Use of iron anomalous scattering with multiple models and data sets to identify and refine a weak molecular replacement solution: structure analysis of cytochrome c' from two bacterial species.

Abstract

The structure of cytochrome c' from two bacterial species, Alcaligenes sp and Alcaligenes denitrificans, have been determined from X-ray diffraction data to 3.0 A resolution using the anomalous scattering of the single Fe atom in each to identify and refine a weak molecular-replacement solution. Molecular-replacement studies, with the program AMORE, used two isomorphous data sets (from the two species), two independent search models (the cytochromes c' from Rhodospirillum molischianum and Rhodospirillum rubrum), both with and without side chains, and two different resolution ranges (10.0-4.0 and 15.0-3.5A) to generate a large number of potential solutions. No single solution stood out and none appeared consistently.
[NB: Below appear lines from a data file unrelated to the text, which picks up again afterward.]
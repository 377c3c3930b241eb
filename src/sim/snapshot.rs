//! Per-frame view handed to the presentation layer
//!
//! Field names serialize in camelCase for the JS front end.

use rand::RngCore;
use serde::{Deserialize, Serialize};

use super::session::GameSession;
use super::state::GamePhase;

#[derive(Debug, Clone, Copy, PartialEq, Serialize, Deserialize)]
pub struct AvatarView {
    pub x: f32,
    pub y: f32,
    /// Degrees
    pub rotation: f32,
}

#[derive(Debug, Clone, Copy, PartialEq, Serialize, Deserialize)]
#[serde(rename_all = "camelCase")]
pub struct ObstacleView {
    pub x: f32,
    pub y: f32,
    pub height: f32,
    pub is_bullish: bool,
}

/// Everything needed to draw one frame
#[derive(Debug, Clone, PartialEq, Serialize, Deserialize)]
#[serde(rename_all = "camelCase")]
pub struct FrameSnapshot {
    pub avatar: AvatarView,
    /// Left to right
    pub obstacles: Vec<ObstacleView>,
    pub score: u64,
    pub high_score: u64,
    pub is_game_over: bool,
    pub is_playing: bool,
    pub is_idle: bool,
    pub awaiting_first_input: bool,
    pub frame: u64,
}

impl FrameSnapshot {
    pub fn capture<R: RngCore>(session: &GameSession<R>) -> Self {
        let avatar = session.avatar();
        let phase = session.phase();
        Self {
            avatar: AvatarView {
                x: avatar.pos.x,
                y: avatar.pos.y,
                rotation: avatar.rotation,
            },
            obstacles: session
                .obstacles()
                .iter()
                .map(|o| ObstacleView {
                    x: o.x,
                    y: o.y,
                    height: o.height,
                    is_bullish: o.trend.is_bullish(),
                })
                .collect(),
            score: session.score(),
            high_score: session.high_score(),
            is_game_over: phase == GamePhase::GameOver,
            is_playing: phase == GamePhase::Playing,
            is_idle: phase == GamePhase::Idle,
            awaiting_first_input: session.awaiting_first_input(),
            frame: session.frame(),
        }
    }

    pub fn to_json(&self) -> String {
        serde_json::to_string(self).unwrap_or_default()
    }
}
//! Deterministic simulation module
//!
//! All gameplay logic lives here. This module must be pure and deterministic:
//! - One tick per rendered frame, no wall-clock reads
//! - Injected RNG only
//! - Spawn-ordered candlesticks
//! - No rendering or platform dependencies

pub mod autopilot;
pub mod collision;
pub mod physics;
pub mod session;
pub mod snapshot;
pub mod spawn;
pub mod state;

pub use collision::{Aabb, body_rect, first_hit, hits_obstacle, wick_rect};
pub use physics::{StepOutcome, advance_obstacles, step_avatar};
pub use session::GameSession;
pub use snapshot::{AvatarView, FrameSnapshot, ObstacleView};
pub use spawn::{spawn_due, spawn_obstacle};
pub use state::{Avatar, CrashCause, GameEvent, GamePhase, Obstacle, Trend};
The Fe-atom position in each structure was then determined from its anomalous-scattering contribution and all molecular- replacement solutions were discarded which did not (i) place the Fe atom correctly and (ii) orient the molecule such that a crystallographic twofold axis generated a dimer like those of the two search models. Finally, electron-density maps phased solely by the Fe-atom anomalous scattering were calculated. As these were combined and subjected to solvent flattening and histogram matching (with the program SQUASH), correlation with the remaining molecular-replacement solutions identified one as correct and enabled it to be improved and subjected to preliminary refinement. The correctness of the solution is confirmed by parallel isomorphous-replacement studies.